# ACTION ITEM
In the listing below, the answer starts at the line that has "pub struct QuizLoopService" and stops after the line that has "empty bank and"; please repeat that part exactly and nothing more.

=====

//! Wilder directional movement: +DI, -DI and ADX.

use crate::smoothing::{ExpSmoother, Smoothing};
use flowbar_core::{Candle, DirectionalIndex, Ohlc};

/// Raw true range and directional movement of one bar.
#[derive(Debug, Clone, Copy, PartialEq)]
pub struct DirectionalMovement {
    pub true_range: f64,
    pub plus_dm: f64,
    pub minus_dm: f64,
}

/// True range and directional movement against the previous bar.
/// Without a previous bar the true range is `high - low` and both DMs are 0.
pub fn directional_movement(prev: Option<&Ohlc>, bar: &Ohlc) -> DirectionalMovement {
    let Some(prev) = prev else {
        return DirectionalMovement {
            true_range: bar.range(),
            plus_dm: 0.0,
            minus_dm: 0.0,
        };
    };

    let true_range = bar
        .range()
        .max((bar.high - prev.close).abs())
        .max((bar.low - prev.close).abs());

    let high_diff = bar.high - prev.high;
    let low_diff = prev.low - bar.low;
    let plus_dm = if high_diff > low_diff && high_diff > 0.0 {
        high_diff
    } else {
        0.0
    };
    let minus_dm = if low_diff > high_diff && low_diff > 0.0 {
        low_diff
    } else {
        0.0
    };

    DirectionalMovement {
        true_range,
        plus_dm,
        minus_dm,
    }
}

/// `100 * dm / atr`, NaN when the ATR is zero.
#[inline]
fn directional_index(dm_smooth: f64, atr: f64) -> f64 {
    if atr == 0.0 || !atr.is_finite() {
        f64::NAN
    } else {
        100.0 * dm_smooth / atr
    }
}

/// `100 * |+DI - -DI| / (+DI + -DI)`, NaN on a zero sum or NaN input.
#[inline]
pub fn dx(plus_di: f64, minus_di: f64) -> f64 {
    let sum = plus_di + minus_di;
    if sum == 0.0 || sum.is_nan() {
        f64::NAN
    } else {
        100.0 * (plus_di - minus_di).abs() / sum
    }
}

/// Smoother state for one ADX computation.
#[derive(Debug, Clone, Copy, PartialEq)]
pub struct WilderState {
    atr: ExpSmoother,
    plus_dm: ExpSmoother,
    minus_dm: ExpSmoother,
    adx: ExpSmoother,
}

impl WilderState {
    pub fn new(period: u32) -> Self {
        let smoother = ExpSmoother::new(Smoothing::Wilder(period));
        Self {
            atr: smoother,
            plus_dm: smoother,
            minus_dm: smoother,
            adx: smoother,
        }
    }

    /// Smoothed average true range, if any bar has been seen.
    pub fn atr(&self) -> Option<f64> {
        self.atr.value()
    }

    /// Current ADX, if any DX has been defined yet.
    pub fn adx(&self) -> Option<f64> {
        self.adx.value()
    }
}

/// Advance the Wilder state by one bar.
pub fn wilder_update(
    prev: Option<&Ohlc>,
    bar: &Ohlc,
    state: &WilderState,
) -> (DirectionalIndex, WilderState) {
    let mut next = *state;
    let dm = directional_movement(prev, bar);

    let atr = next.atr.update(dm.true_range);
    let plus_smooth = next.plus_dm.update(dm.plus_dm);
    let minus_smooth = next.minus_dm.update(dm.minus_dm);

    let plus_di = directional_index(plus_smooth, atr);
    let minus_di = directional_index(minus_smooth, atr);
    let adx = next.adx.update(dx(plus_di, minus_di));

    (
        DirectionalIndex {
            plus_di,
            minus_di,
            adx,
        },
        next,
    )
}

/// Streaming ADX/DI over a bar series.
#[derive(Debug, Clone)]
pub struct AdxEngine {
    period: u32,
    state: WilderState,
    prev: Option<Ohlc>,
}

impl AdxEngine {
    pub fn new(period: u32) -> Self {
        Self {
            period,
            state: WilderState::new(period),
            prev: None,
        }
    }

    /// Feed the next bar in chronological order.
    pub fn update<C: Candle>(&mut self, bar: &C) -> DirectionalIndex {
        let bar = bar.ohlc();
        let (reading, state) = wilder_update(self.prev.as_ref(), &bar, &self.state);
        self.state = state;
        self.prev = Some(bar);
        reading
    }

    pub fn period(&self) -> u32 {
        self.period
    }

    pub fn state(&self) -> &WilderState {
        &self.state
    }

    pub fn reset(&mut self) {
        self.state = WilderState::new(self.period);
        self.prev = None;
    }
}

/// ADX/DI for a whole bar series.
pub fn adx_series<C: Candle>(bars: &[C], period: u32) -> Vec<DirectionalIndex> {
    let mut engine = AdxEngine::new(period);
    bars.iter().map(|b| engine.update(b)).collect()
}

=====

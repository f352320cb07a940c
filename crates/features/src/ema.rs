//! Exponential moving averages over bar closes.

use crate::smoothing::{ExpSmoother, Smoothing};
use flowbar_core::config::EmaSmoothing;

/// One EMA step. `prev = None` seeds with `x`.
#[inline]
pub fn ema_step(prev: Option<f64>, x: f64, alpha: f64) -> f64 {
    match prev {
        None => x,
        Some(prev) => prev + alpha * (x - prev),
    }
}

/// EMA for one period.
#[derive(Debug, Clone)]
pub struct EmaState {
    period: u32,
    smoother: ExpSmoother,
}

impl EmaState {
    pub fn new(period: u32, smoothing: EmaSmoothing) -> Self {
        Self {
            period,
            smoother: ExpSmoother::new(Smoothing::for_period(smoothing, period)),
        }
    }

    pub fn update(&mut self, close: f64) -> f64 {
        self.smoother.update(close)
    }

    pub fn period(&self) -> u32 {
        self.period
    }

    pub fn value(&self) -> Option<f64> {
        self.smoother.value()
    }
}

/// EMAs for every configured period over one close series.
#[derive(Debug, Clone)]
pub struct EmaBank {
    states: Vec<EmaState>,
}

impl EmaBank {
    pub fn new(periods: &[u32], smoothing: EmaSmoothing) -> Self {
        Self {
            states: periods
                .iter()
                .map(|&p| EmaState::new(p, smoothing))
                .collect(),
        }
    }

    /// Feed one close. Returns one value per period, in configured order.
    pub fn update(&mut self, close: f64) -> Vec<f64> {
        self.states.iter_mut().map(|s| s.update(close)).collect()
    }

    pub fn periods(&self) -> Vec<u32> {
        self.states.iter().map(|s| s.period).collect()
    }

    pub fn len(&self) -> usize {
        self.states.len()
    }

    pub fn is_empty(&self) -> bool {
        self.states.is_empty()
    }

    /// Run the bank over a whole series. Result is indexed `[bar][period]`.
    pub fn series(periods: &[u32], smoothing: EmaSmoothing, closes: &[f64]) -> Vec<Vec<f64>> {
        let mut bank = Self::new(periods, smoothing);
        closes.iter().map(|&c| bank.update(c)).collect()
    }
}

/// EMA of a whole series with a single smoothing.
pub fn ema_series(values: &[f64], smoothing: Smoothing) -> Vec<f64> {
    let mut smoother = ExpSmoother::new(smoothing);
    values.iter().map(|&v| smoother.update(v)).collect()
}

=====

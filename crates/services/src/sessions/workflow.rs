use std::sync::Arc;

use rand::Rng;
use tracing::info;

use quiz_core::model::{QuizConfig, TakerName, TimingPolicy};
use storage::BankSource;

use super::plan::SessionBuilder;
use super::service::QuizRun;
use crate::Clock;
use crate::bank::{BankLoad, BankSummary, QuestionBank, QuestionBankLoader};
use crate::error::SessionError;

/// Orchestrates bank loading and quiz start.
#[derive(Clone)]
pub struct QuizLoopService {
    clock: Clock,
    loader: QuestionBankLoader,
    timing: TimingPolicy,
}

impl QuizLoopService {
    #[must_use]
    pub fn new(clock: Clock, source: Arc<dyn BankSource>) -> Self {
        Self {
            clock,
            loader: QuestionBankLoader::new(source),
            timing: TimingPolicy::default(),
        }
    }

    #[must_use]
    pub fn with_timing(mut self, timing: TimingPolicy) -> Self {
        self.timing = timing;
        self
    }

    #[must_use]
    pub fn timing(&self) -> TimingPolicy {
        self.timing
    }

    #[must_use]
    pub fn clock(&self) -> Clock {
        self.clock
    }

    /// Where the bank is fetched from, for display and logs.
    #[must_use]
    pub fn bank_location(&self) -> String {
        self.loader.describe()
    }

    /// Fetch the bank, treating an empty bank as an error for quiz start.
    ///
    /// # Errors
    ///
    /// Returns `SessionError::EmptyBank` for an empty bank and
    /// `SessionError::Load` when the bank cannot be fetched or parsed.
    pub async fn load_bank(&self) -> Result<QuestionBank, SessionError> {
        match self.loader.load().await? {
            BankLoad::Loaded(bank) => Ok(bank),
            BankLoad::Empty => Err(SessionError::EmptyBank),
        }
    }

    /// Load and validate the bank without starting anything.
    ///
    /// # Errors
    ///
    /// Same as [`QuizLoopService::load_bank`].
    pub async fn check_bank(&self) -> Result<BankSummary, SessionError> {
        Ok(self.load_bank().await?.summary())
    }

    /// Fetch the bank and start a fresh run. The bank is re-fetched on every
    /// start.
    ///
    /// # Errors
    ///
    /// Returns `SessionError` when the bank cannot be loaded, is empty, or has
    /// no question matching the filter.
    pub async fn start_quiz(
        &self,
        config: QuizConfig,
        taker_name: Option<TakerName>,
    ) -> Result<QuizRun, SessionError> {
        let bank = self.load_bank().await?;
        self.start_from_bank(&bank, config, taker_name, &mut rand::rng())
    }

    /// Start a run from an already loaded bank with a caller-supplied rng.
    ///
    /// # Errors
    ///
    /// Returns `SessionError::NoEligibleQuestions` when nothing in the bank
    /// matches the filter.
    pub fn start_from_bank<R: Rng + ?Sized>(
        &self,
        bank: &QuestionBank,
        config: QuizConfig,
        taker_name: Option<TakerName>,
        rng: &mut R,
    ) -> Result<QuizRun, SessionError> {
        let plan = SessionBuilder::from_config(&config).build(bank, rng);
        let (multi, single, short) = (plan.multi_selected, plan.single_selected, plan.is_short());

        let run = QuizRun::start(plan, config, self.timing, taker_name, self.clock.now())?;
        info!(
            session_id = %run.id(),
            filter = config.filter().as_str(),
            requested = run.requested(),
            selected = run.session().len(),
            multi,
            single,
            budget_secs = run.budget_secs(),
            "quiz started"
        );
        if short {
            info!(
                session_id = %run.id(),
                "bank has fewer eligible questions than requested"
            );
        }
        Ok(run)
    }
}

=====

# FINAL ANSWER
pub struct QuizLoopService {
    clock: Clock,
    loader: QuestionBankLoader,
    timing: TimingPolicy,
}

impl QuizLoopService {
    #[must_use]
    pub fn new(clock: Clock, source: Arc<dyn BankSource>) -> Self {
        Self {
            clock,
            loader: QuestionBankLoader::new(source),
            timing: TimingPolicy::default(),
        }
    }

    #[must_use]
    pub fn with_timing(mut self, timing: TimingPolicy) -> Self {
        self.timing = timing;
        self
    }

    #[must_use]
    pub fn timing(&self) -> TimingPolicy {
        self.timing
    }

    #[must_use]
    pub fn clock(&self) -> Clock {
        self.clock
    }

    /// Where the bank is fetched from, for display and logs.
    #[must_use]
    pub fn bank_location(&self) -> String {
        self.loader.describe()
    }

    /// Fetch the bank, treating an empty bank as an error for quiz start.
    ///
    /// # Errors
    ///
    /// Returns `SessionError::EmptyBank` for an empty bank and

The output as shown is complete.